Pace trumpiana a Washington. Nello studio ovale della Casa Bianca, sotto lo sguardo benevolo del presidente Donald Trump, di J.D. Vance e Marco Rubio, il Ruanda e la Repubblica Democratica del Congo hanno firmato un accordo di pace.
I rappresentanti dei due stati africani finalizzavano così un complesso lavoro di mediazione condotto oltre che dagli Stati Uniti, anche da Qatar e Unione Africana.
Pace e affari
Tra gli obiettivi dell’intesa, quello di porre fine ai sanguinosi scontri nella regione orientale del Congo, dove il gruppo ribelle M23 — legato all’etnia tutsi e considerato vicino al Ruanda — ha conquistato ampie aree, inclusa la città di Goma e, più a sud, Bukavu. E iniziare piuttosto, con gli Usa in primo piano, una nuova fase di sviluppo economico dell’area, ricca di minerali rari e preziosi. Gli Usa vogliono in questa maniera cominciare ad equilibrare, su questo terreno, il consolidato attivismo e posizionamento cinese nel continente.
Nell’accordo tra i due Paesi, il Ruanda si è impegnato a ritirare qualunque forma di sostegno diretto o indiretto alle milizie attive nella zona. Il Ruanda ha negato un coinvolgimento diretto, ma ha altresì richiesto lo smantellamento delle Forze Democratiche per la Liberazione del Ruanda (FDLR), un gruppo armato hutu implicato nel genocidio del 1994.
Nobel a The Donald?
Trump – che ha ottenuto diritti minerari dal Congo – ha sottolineato il valore storico di un’intesa che potrebbe chiudere un’era ventennale di scontri e violenze, e il presidente congolese, Félix Tshisekedi, l’ha perfino candidato al Nobel per la Pace.
Nonostante l’accordo di pace firmato a Washington, sul terreno non si sono ancora visti segnali concreti di disimpegno da parte dell’M23 o delle forze ruandesi che li sostengono.

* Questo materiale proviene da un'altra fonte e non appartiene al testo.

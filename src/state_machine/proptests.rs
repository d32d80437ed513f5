//! Property-based tests for the turn state machine
//!
//! A scripted model drives complete turns through `transition`, executing
//! effects in memory the way the runtime does.

use super::*;
use crate::db::{MessageContent, ResultKind, Role, ToolCallRequest, ToolResultContent};
use crate::llm::LlmErrorKind;
use proptest::prelude::*;
use serde_json::Map;

/// One scripted model outcome
#[derive(Debug, Clone)]
enum Step {
    Reply { calls: usize },
    Fail { kind: LlmErrorKind },
}

fn arb_error_kind() -> impl Strategy<Value = LlmErrorKind> {
    prop_oneof![
        Just(LlmErrorKind::Network),
        Just(LlmErrorKind::RateLimit),
        Just(LlmErrorKind::ServerError),
        Just(LlmErrorKind::Auth),
        Just(LlmErrorKind::InvalidRequest),
        Just(LlmErrorKind::Unknown),
    ]
}

fn arb_step() -> impl Strategy<Value = Step> {
    prop_oneof![
        6 => (0usize..4).prop_map(|calls| Step::Reply { calls }),
        1 => arb_error_kind().prop_map(|kind| Step::Fail { kind }),
    ]
}

/// Outcome of driving one turn
struct Run {
    final_state: TurnState,
    committed: Vec<MessageContent>,
    model_calls: u32,
    dispatches: u32,
}

fn drive(script: &[Step], context: &TurnContext) -> Run {
    let mut state = TurnState::AwaitingInput;
    let mut staged = Vec::new();
    let mut committed = Vec::new();
    let mut queue = vec![Event::UserInput {
        text: "go".to_string(),
    }];
    let mut steps = script.iter().cycle();
    let mut model_calls = 0;
    let mut dispatches = 0;
    let mut call_seq = 0;

    while let Some(event) = queue.pop() {
        let result = transition(&state, context, event).expect("scripted events are valid");
        state = result.new_state;

        for effect in result.effects {
            match effect {
                Effect::RecordMessage { content } => staged.push(content),
                Effect::CommitMessages => committed.append(&mut staged),
                Effect::DiscardPending => staged.clear(),
                Effect::RequestModel => {
                    model_calls += 1;
                    let event = match steps.next() {
                        Some(Step::Fail { kind }) => Event::ModelError {
                            message: "scripted failure".to_string(),
                            kind: *kind,
                            retry_after: None,
                        },
                        Some(Step::Reply { calls }) => {
                            let calls = (0..*calls)
                                .map(|_| {
                                    call_seq += 1;
                                    ToolCallRequest::new(format!("c{call_seq}"), "add", Map::new())
                                })
                                .collect();
                            Event::ModelResponse {
                                message: MessageContent::assistant("", calls),
                            }
                        }
                        None => Event::ModelResponse {
                            message: MessageContent::assistant("", vec![]),
                        },
                    };
                    queue.push(event);
                }
                Effect::DispatchTools { calls } => {
                    dispatches += 1;
                    let results = calls
                        .iter()
                        .map(|c| ToolResultContent {
                            call_id: c.call_id.clone(),
                            tool_name: c.tool_name.clone(),
                            content: "ok".to_string(),
                            is_error: false,
                            kind: ResultKind::Text,
                        })
                        .collect();
                    queue.push(Event::ToolsDispatched { results });
                }
                Effect::ScheduleRetry { attempt, .. } => {
                    queue.push(Event::RetryTimeout { attempt });
                }
            }
        }
    }

    Run {
        final_state: state,
        committed,
        model_calls,
        dispatches,
    }
}

/// Every assistant tool call is answered, in order, by the messages that follow it
fn assert_paired(log: &[MessageContent]) -> Result<(), TestCaseError> {
    let mut i = 0;
    while i < log.len() {
        let calls = log[i].tool_calls();
        for (offset, call) in calls.iter().enumerate() {
            match log.get(i + 1 + offset) {
                Some(MessageContent::ToolResult(r)) => {
                    prop_assert_eq!(&r.call_id, &call.call_id);
                }
                other => {
                    prop_assert!(false, "call {} unanswered, found {:?}", call.call_id, other);
                }
            }
        }
        i += 1 + calls.len();
    }
    Ok(())
}

proptest! {
    #[test]
    fn turn_always_terminates(
        script in prop::collection::vec(arb_step(), 1..40),
        max_iterations in 1u32..8,
        max_attempts in 1u32..4,
    ) {
        let context = TurnContext::new("p").with_limits(max_iterations, max_attempts);
        let run = drive(&script, &context);
        prop_assert!(run.final_state.is_terminal());
    }

    #[test]
    fn iteration_cap_is_never_exceeded(
        script in prop::collection::vec(arb_step(), 1..40),
        max_iterations in 1u32..8,
    ) {
        let context = TurnContext::new("p").with_limits(max_iterations, 1);
        let run = drive(&script, &context);
        prop_assert!(run.model_calls <= max_iterations);
        prop_assert!(run.dispatches < max_iterations);
    }

    #[test]
    fn committed_log_keeps_pairing(
        script in prop::collection::vec(arb_step(), 1..40),
        max_iterations in 1u32..8,
        max_attempts in 1u32..4,
    ) {
        let context = TurnContext::new("p").with_limits(max_iterations, max_attempts);
        let run = drive(&script, &context);

        assert_paired(&run.committed)?;
        if let Some(first) = run.committed.first() {
            prop_assert_eq!(first.role(), Role::Human);
        }
        if run.final_state == TurnState::Done {
            let last = run.committed.last().expect("done turn commits");
            prop_assert_eq!(last.role(), Role::Assistant);
            prop_assert!(!last.has_tool_calls());
        }
    }

    #[test]
    fn always_tools_hits_cap_exactly(max_iterations in 1u32..30) {
        let context = TurnContext::new("p").with_limits(max_iterations, 1);
        let run = drive(&[Step::Reply { calls: 1 }], &context);

        prop_assert_eq!(
            run.final_state,
            TurnState::Aborted { reason: AbortReason::IterationLimit { limit: max_iterations } }
        );
        prop_assert_eq!(run.model_calls, max_iterations);
        prop_assert_eq!(run.dispatches, max_iterations - 1);
    }

    #[test]
    fn abort_before_first_commit_persists_nothing(kind in arb_error_kind()) {
        let context = TurnContext::new("p").with_limits(25, 1);
        let run = drive(&[Step::Fail { kind }], &context);
        let is_backend_abort = matches!(
            run.final_state,
            TurnState::Aborted { reason: AbortReason::ModelBackend { .. } }
        );
        prop_assert!(is_backend_abort);
        prop_assert!(run.committed.is_empty());
    }
}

Il Trattato di Washington firmato il 27 giugno 2025 tra Ruanda e Repubblica Democratica del Congo, in sintesi, prevede questi punti: cessazione delle ostilità e rispetto dell’integrità territoriale; ritiro delle truppe dai territori occupati e fine del sostegno ai gruppi armati, come le FDLR; ritorno sicuro di rifugiati e sfollati; creazione di un meccanismo congiunto di sicurezza per monitorare l’attuazione dell’accordo; l’avvio di progetti economici e infrastrutturali con il coinvolgimento strategico degli Stati Uniti, soprattutto nei settori minerario ed energetico.
Intanto a Goma
L’accordo – come detto – non menziona esplicitamente il gruppo ribelle M23, che ha avuto un ruolo centrale nel recente conflitto ed è attualmente coinvolto in un processo di pace separato a Doha.
Nonostante l’entusiasmo diplomatico, a vari livelli permangono dubbi sull’efficacia dell’intesa e da più parti si segnala la vaghezza del testo.
La settimana scorsa un responsabile delle Nazioni Unite in ricognizione nella zona di Goma e del Lago Kivu ha chiesto maggiore sostegno internazionale per gli sfollati, segnalando una situazione di emergenza di livello massimo, con migliaia di persone che hanno bisogno di medicine, cibo e protezione. Oltre 4 milioni di persone sono state sfollate, tra cui centinaia di migliaia di persone fuggite dalle proprie case quest’anno.